Here the requirement is to repeat every record exactly, in full.

=== INPUT DATA ===

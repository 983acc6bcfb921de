//! Local-filesystem volume driver.
//!
//! Blobs are placed at `<root>/<c1>/<c2c3>/<rest>` where `c1c2c3<rest>` is
//! the base32 form of the digest. The two-level fan-out keeps any one
//! directory under a few thousand entries for realistic corpora.

use std::fs::{self, File};
use std::io::Write;
use std::path::{Path, PathBuf};

use tracing::debug;

use varasto_types::BlobRef;

use crate::{BlobStoreError, PutReceipt, Result, VolumeDriver};

pub struct LocalFsDriver {
    /// Human-readable tag used in log lines, typically the volume UUID.
    label: String,
    root: PathBuf,
}

impl LocalFsDriver {
    pub fn new<P: AsRef<Path>>(label: &str, root: P) -> Result<LocalFsDriver> {
        let root = root.as_ref().to_path_buf();
        fs::create_dir_all(&root)?;
        Ok(LocalFsDriver {
            label: label.to_string(),
            root,
        })
    }

    fn blob_path(&self, blob_ref: &BlobRef) -> PathBuf {
        let b32 = blob_ref.as_base32();
        self.root
            .join(&b32[..1])
            .join(&b32[1..3])
            .join(&b32[3..])
    }
}

impl VolumeDriver for LocalFsDriver {
    fn put(&self, blob_ref: &BlobRef, on_disk: &[u8]) -> Result<PutReceipt> {
        let receipt = PutReceipt {
            size_on_disk: on_disk.len() as i32,
            crc32: crc32fast::hash(on_disk),
        };

        let path = self.blob_path(blob_ref);

        // content-addressed, so an existing file already holds these bytes
        if path.exists() {
            return Ok(receipt);
        }

        if let Some(parent) = path.parent() {
            fs::create_dir_all(parent)?;
        }

        // temp file + fsync + rename keeps the write atomic; the unique
        // temp name tolerates concurrent writers of the same blob
        let temp_name = format!(
            "{}.{}.tmp",
            path.file_name()
                .map(|n| n.to_string_lossy().into_owned())
                .unwrap_or_default(),
            std::process::id()
        );
        let temp_path = path.with_file_name(&temp_name);
        let mut file = File::create(&temp_path)?;
        file.write_all(on_disk)?;
        file.sync_all()?;

        if let Err(e) = fs::rename(&temp_path, &path) {
            let _ = fs::remove_file(&temp_path);
            // a concurrent writer landed the same content first
            if path.exists() {
                return Ok(receipt);
            }
            return Err(BlobStoreError::Io(e));
        }

        debug!(volume = %self.label, blob = %blob_ref, bytes = on_disk.len(), "blob written");

        Ok(receipt)
    }

    fn get(&self, blob_ref: &BlobRef) -> Result<Vec<u8>> {
        let path = self.blob_path(blob_ref);
        match fs::read(&path) {
            Ok(bytes) => Ok(bytes),
            Err(e) if e.kind() == std::io::ErrorKind::NotFound => {
                Err(BlobStoreError::NotOnVolume {
                    blob_ref: blob_ref.as_hex(),
                })
            }
            Err(e) => Err(BlobStoreError::Io(e)),
        }
    }
}

#[cfg(test)]
mod tests {
    use super::*;
    use tempfile::TempDir;
    use varasto_types::verify_digest;

    use crate::codec::encode_blob;
    use crate::BlobSeal;

    #[test]
    fn test_placement_path() {
        let driver = LocalFsDriver::new("APvMjudT4IQ", "/tmp/").unwrap();
        let blob_ref = BlobRef::from_hex(
            "d7a8fbb307d7809469ca9abcb0082e4f8d5651e46d3cdb762d02d0bf37c9e592",
        )
        .unwrap();

        assert_eq!(
            driver.blob_path(&blob_ref),
            PathBuf::from("/tmp/q/uk/fnco7qu098qeajaub021e9u6lckf4dkudmthd0b8budu9sm90")
        );
    }

    #[test]
    fn test_put_get_roundtrip() {
        let tmp = TempDir::new().unwrap();
        let driver = LocalFsDriver::new("vol", tmp.path()).unwrap();

        let plaintext = b"some chunk bytes".to_vec();
        let blob_ref = BlobRef::of(&plaintext);

        let receipt = driver.put(&blob_ref, &plaintext).unwrap();
        assert_eq!(receipt.size_on_disk, plaintext.len() as i32);
        assert_eq!(receipt.crc32, crc32fast::hash(&plaintext));

        let read_back = driver.get(&blob_ref).unwrap();
        assert_eq!(read_back, plaintext);
        verify_digest(&read_back, &blob_ref).unwrap();
    }

    #[test]
    fn test_put_is_idempotent() {
        let tmp = TempDir::new().unwrap();
        let driver = LocalFsDriver::new("vol", tmp.path()).unwrap();

        let bytes = b"same bytes".to_vec();
        let blob_ref = BlobRef::of(&bytes);
        let first = driver.put(&blob_ref, &bytes).unwrap();
        let second = driver.put(&blob_ref, &bytes).unwrap();
        assert_eq!(first.crc32, second.crc32);
        assert_eq!(first.size_on_disk, second.size_on_disk);
    }

    #[test]
    fn test_get_missing_is_not_on_volume() {
        let tmp = TempDir::new().unwrap();
        let driver = LocalFsDriver::new("vol", tmp.path()).unwrap();

        let absent = BlobRef::of(b"never stored");
        assert!(matches!(
            driver.get(&absent),
            Err(BlobStoreError::NotOnVolume { .. })
        ));
    }

    #[test]
    fn test_scrub_clean_blob() {
        let tmp = TempDir::new().unwrap();
        let driver = LocalFsDriver::new("vol", tmp.path()).unwrap();

        let plaintext = vec![b'z'; 32 * 1024];
        let blob_ref = BlobRef::of(&plaintext);
        let encoded = encode_blob(&plaintext).unwrap();
        let receipt = driver.put(&blob_ref, &encoded.bytes).unwrap();

        let seal = BlobSeal {
            crc32: receipt.crc32,
            is_compressed: encoded.is_compressed,
        };
        let scanned = driver.scrub(&blob_ref, &seal).unwrap();
        assert_eq!(scanned, encoded.bytes.len() as u64);
    }

    #[test]
    fn test_scrub_detects_flipped_bit() {
        let tmp = TempDir::new().unwrap();
        let driver = LocalFsDriver::new("vol", tmp.path()).unwrap();

        let plaintext = b"rot me".to_vec();
        let blob_ref = BlobRef::of(&plaintext);
        let receipt = driver.put(&blob_ref, &plaintext).unwrap();

        // flip one bit on disk behind the driver's back
        let path = driver.blob_path(&blob_ref);
        let mut on_disk = fs::read(&path).unwrap();
        on_disk[0] ^= 0x01;
        fs::write(&path, &on_disk).unwrap();

        let seal = BlobSeal {
            crc32: receipt.crc32,
            is_compressed: false,
        };
        assert!(matches!(
            driver.scrub(&blob_ref, &seal),
            Err(BlobStoreError::CrcMismatch { .. })
        ));
    }

    #[test]
    fn test_scrub_detects_digest_mismatch_past_crc() {
        let tmp = TempDir::new().unwrap();
        let driver = LocalFsDriver::new("vol", tmp.path()).unwrap();

        // store the wrong plaintext under a ref, with a crc that matches
        // what is actually on disk: only the digest check can catch this
        let wrong = b"not what the ref says".to_vec();
        let blob_ref = BlobRef::of(b"the real content");
        let receipt = driver.put(&blob_ref, &wrong).unwrap();

        let seal = BlobSeal {
            crc32: receipt.crc32,
            is_compressed: false,
        };
        assert!(matches!(
            driver.scrub(&blob_ref, &seal),
            Err(BlobStoreError::DigestMismatch(_))
        ));
    }
}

===

→ ANSWER TO THE PROBLEM:
repository 983acc6bcfb921de
//! Local-filesystem volume driver.
//!
//! Blobs are placed at `<root>/<c1>/<c2c3>/<rest>` where `c1c2c3<rest>` is
//! the base32 form of the digest. The two-level fan-out keeps any one
//! directory under a few thousand entries for realistic corpora.

use std::fs::{self, File};
use std::io::Write;
use std::path::{Path, PathBuf};

use tracing::debug;

use varasto_types::BlobRef;

use crate::{BlobStoreError, PutReceipt, Result, VolumeDriver};

pub struct LocalFsDriver {
    /// Human-readable tag used in log lines, typically the volume UUID.
    label: String,
    root: PathBuf,
}

impl LocalFsDriver {
    pub fn new<P: AsRef<Path>>(label: &str, root: P) -> Result<LocalFsDriver> {
        let root = root.as_ref().to_path_buf();
        fs::create_dir_all(&root)?;
        Ok(LocalFsDriver {
            label: label.to_string(),
            root,
        })
    }

    fn blob_path(&self, blob_ref: &BlobRef) -> PathBuf {
        let b32 = blob_ref.as_base32();
        self.root
            .join(&b32[..1])
            .join(&b32[1..3])
            .join(&b32[3..])
    }
}

impl VolumeDriver for LocalFsDriver {
    fn put(&self, blob_ref: &BlobRef, on_disk: &[u8]) -> Result<PutReceipt> {
        let receipt = PutReceipt {
            size_on_disk: on_disk.len() as i32,
            crc32: crc32fast::hash(on_disk),
        };

        let path = self.blob_path(blob_ref);

        // content-addressed, so an existing file already holds these bytes
        if path.exists() {
            return Ok(receipt);
        }

        if let Some(parent) = path.parent() {
            fs::create_dir_all(parent)?;
        }

        // temp file + fsync + rename keeps the write atomic; the unique
        // temp name tolerates concurrent writers of the same blob
        let temp_name = format!(
            "{}.{}.tmp",
            path.file_name()
                .map(|n| n.to_string_lossy().into_owned())
                .unwrap_or_default(),
            std::process::id()
        );
        let temp_path = path.with_file_name(&temp_name);
        let mut file = File::create(&temp_path)?;
        file.write_all(on_disk)?;
        file.sync_all()?;

        if let Err(e) = fs::rename(&temp_path, &path) {
            let _ = fs::remove_file(&temp_path);
            // a concurrent writer landed the same content first
            if path.exists() {
                return Ok(receipt);
            }
            return Err(BlobStoreError::Io(e));
        }

        debug!(volume = %self.label, blob = %blob_ref, bytes = on_disk.len(), "blob written");

        Ok(receipt)
    }

    fn get(&self, blob_ref: &BlobRef) -> Result<Vec<u8>> {
        let path = self.blob_path(blob_ref);
        match fs::read(&path) {
            Ok(bytes) => Ok(bytes),
            Err(e) if e.kind() == std::io::ErrorKind::NotFound => {
                Err(BlobStoreError::NotOnVolume {
                    blob_ref: blob_ref.as_hex(),
                })
            }
            Err(e) => Err(BlobStoreError::Io(e)),
        }
    }
}

#[cfg(test)]
mod tests {
    use super::*;
    use tempfile::TempDir;
    use varasto_types::verify_digest;

    use crate::codec::encode_blob;
    use crate::BlobSeal;

    #[test]
    fn test_placement_path() {
        let driver = LocalFsDriver::new("APvMjudT4IQ", "/tmp/").unwrap();
        let blob_ref = BlobRef::from_hex(
            "d7a8fbb307d7809469ca9abcb0082e4f8d5651e46d3cdb762d02d0bf37c9e592",
        )
        .unwrap();

        assert_eq!(
            driver.blob_path(&blob_ref),
            PathBuf::from("/tmp/q/uk/fnco7qu098qeajaub021e9u6lckf4dkudmthd0b8budu9sm90")
        );
    }

    #[test]
    fn test_put_get_roundtrip() {
        let tmp = TempDir::new().unwrap();
        let driver = LocalFsDriver::new("vol", tmp.path()).unwrap();

        let plaintext = b"some chunk bytes".to_vec();
        let blob_ref = BlobRef::of(&plaintext);

        let receipt = driver.put(&blob_ref, &plaintext).unwrap();
        assert_eq!(receipt.size_on_disk, plaintext.len() as i32);
        assert_eq!(receipt.crc32, crc32fast::hash(&plaintext));

        let read_back = driver.get(&blob_ref).unwrap();
        assert_eq!(read_back, plaintext);
        verify_digest(&read_back, &blob_ref).unwrap();
    }

    #[test]
    fn test_put_is_idempotent() {
        let tmp = TempDir::new().unwrap();
        let driver = LocalFsDriver::new("vol", tmp.path()).unwrap();

        let bytes = b"same bytes".to_vec();
        let blob_ref = BlobRef::of(&bytes);
        let first = driver.put(&blob_ref, &bytes).unwrap();
        let second = driver.put(&blob_ref, &bytes).unwrap();
        assert_eq!(first.crc32, second.crc32);
        assert_eq!(first.size_on_disk, second.size_on_disk);
    }

    #[test]
    fn test_get_missing_is_not_on_volume() {
        let tmp = TempDir::new().unwrap();
        let driver = LocalFsDriver::new("vol", tmp.path()).unwrap();

        let absent = BlobRef::of(b"never stored");
        assert!(matches!(
            driver.get(&absent),
            Err(BlobStoreError::NotOnVolume { .. })
        ));
    }

    #[test]
    fn test_scrub_clean_blob() {
        let tmp = TempDir::new().unwrap();
        let driver = LocalFsDriver::new("vol", tmp.path()).unwrap();

        let plaintext = vec![b'z'; 32 * 1024];
        let blob_ref = BlobRef::of(&plaintext);
        let encoded = encode_blob(&plaintext).unwrap();
        let receipt = driver.put(&blob_ref, &encoded.bytes).unwrap();

        let seal = BlobSeal {
            crc32: receipt.crc32,
            is_compressed: encoded.is_compressed,
        };
        let scanned = driver.scrub(&blob_ref, &seal).unwrap();
        assert_eq!(scanned, encoded.bytes.len() as u64);
    }

    #[test]
    fn test_scrub_detects_flipped_bit() {
        let tmp = TempDir::new().unwrap();
        let driver = LocalFsDriver::new("vol", tmp.path()).unwrap();

        let plaintext = b"rot me".to_vec();
        let blob_ref = BlobRef::of(&plaintext);
        let receipt = driver.put(&blob_ref, &plaintext).unwrap();

        // flip one bit on disk behind the driver's back
        let path = driver.blob_path(&blob_ref);
        let mut on_disk = fs::read(&path).unwrap();
        on_disk[0] ^= 0x01;
        fs::write(&path, &on_disk).unwrap();

        let seal = BlobSeal {
            crc32: receipt.crc32,
            is_compressed: false,
        };
        assert!(matches!(
            driver.scrub(&blob_ref, &seal),
            Err(BlobStoreError::CrcMismatch { .. })
        ));
    }

    #[test]
    fn test_scrub_detects_digest_mismatch_past_crc() {
        let tmp = TempDir::new().unwrap();
        let driver = LocalFsDriver::new("vol", tmp.path()).unwrap();

        // store the wrong plaintext under a ref, with a crc that matches
        // what is actually on disk: only the digest check can catch this
        let wrong = b"not what the ref says".to_vec();
        let blob_ref = BlobRef::of(b"the real content");
        let receipt = driver.put(&blob_ref, &wrong).unwrap();

        let seal = BlobSeal {
            crc32: receipt.crc32,
            is_compressed: false,
        };
        assert!(matches!(
            driver.scrub(&blob_ref, &seal),
            Err(BlobStoreError::DigestMismatch(_))
        ));
    }
}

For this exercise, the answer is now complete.